| ACTIVITY |
Find how many lines below hold "move", and give that number as the entire answer.

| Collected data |
_____

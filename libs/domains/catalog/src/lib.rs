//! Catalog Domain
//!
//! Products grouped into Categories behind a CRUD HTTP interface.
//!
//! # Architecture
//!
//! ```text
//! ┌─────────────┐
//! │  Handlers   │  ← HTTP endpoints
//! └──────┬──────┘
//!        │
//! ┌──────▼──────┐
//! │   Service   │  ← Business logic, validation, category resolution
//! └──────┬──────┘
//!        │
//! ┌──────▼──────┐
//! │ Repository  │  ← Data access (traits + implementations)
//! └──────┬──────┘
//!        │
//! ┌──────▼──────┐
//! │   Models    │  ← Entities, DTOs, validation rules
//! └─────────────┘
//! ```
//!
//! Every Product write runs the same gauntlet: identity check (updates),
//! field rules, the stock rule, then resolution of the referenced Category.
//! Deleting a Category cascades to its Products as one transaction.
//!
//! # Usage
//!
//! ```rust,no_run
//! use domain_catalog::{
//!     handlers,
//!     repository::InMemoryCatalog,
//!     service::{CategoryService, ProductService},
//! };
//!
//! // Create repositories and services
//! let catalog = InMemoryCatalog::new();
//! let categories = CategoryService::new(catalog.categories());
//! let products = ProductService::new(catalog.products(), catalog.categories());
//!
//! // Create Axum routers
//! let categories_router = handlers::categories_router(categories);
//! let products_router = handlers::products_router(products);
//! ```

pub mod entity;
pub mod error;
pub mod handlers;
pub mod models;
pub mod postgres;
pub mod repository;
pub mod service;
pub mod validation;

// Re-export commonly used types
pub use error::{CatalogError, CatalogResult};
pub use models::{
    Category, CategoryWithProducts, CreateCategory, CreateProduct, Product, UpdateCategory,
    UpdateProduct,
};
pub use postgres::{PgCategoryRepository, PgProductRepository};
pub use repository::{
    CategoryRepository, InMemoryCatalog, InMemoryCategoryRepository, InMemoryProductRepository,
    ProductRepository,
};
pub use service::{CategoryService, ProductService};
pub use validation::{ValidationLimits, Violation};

_____

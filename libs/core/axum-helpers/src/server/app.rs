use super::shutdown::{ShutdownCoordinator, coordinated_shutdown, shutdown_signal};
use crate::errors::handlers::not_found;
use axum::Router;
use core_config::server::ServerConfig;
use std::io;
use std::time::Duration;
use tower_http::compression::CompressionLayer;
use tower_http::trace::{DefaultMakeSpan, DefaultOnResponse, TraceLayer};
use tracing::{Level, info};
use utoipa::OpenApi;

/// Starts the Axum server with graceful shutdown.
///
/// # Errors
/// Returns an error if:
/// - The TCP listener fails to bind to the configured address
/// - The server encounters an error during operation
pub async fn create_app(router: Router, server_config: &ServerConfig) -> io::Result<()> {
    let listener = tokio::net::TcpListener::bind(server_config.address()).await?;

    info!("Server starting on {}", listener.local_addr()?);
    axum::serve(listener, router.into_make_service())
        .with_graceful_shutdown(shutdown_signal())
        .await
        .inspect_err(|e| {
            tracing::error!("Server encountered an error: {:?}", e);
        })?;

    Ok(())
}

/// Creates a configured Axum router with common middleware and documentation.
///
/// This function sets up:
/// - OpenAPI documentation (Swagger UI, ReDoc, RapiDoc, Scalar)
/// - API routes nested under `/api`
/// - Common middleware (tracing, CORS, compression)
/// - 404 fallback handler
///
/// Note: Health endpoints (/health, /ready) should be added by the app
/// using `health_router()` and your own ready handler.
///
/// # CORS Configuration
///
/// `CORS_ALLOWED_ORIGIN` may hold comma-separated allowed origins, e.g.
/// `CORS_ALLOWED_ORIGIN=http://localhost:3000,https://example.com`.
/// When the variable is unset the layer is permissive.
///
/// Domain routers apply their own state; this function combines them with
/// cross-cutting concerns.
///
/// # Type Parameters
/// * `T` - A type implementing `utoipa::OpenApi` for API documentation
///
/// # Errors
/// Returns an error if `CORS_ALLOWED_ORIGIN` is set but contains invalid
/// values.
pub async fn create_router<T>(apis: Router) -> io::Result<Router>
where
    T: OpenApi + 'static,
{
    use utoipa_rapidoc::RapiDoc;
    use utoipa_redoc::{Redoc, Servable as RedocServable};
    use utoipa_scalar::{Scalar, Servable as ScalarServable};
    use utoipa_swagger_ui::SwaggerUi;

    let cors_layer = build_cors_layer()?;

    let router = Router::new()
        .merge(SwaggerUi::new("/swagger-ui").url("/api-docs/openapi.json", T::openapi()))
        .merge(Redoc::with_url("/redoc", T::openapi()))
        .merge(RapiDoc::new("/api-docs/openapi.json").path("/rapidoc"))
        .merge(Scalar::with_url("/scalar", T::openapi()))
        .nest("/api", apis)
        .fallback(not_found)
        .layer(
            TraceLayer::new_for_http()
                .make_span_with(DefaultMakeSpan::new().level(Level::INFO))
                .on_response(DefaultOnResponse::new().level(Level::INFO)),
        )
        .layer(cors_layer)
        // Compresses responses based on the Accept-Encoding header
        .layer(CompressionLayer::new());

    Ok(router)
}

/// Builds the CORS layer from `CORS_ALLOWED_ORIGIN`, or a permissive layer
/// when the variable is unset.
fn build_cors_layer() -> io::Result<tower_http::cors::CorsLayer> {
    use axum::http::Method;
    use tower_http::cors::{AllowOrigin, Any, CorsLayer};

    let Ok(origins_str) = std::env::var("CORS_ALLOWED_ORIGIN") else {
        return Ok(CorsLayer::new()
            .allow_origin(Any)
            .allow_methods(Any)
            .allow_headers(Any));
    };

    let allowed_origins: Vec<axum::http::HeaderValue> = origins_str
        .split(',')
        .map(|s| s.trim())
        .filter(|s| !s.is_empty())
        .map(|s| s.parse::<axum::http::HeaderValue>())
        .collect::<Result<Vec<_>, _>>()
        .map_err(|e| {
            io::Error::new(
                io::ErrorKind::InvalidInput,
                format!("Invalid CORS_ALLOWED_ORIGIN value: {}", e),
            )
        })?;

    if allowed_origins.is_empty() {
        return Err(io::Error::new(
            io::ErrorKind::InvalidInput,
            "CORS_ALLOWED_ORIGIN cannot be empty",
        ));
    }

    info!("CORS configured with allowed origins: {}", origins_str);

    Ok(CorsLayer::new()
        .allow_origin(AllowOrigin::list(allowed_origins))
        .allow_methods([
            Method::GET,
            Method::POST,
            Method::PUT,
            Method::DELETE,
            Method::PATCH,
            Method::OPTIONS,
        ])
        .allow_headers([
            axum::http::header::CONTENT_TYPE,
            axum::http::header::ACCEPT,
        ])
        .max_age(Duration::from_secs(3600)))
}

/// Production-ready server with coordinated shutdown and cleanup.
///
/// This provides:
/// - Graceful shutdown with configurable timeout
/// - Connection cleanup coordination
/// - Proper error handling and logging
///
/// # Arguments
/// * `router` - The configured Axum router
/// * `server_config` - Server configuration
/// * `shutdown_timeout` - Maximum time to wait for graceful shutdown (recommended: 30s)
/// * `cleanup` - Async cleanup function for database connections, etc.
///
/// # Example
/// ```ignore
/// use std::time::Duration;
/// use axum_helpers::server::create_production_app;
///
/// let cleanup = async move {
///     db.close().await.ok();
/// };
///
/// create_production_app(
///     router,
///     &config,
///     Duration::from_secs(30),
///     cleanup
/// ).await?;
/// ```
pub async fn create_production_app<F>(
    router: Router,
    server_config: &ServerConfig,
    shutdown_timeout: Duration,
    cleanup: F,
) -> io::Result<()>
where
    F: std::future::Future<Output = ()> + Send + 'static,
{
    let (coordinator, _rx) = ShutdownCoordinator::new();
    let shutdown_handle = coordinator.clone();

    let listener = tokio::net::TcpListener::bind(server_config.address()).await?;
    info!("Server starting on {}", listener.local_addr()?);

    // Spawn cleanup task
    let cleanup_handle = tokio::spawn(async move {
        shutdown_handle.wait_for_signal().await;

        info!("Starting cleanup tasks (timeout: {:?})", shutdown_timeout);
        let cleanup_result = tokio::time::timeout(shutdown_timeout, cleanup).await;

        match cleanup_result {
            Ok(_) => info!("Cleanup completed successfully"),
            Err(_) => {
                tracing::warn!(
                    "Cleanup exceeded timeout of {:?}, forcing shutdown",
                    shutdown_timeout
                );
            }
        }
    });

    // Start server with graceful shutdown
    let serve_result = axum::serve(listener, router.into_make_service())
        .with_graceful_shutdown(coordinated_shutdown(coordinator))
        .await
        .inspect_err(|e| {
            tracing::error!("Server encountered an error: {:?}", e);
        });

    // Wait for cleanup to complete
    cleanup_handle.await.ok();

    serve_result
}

_____

| ANSWER TO THIS EXERCISE |
2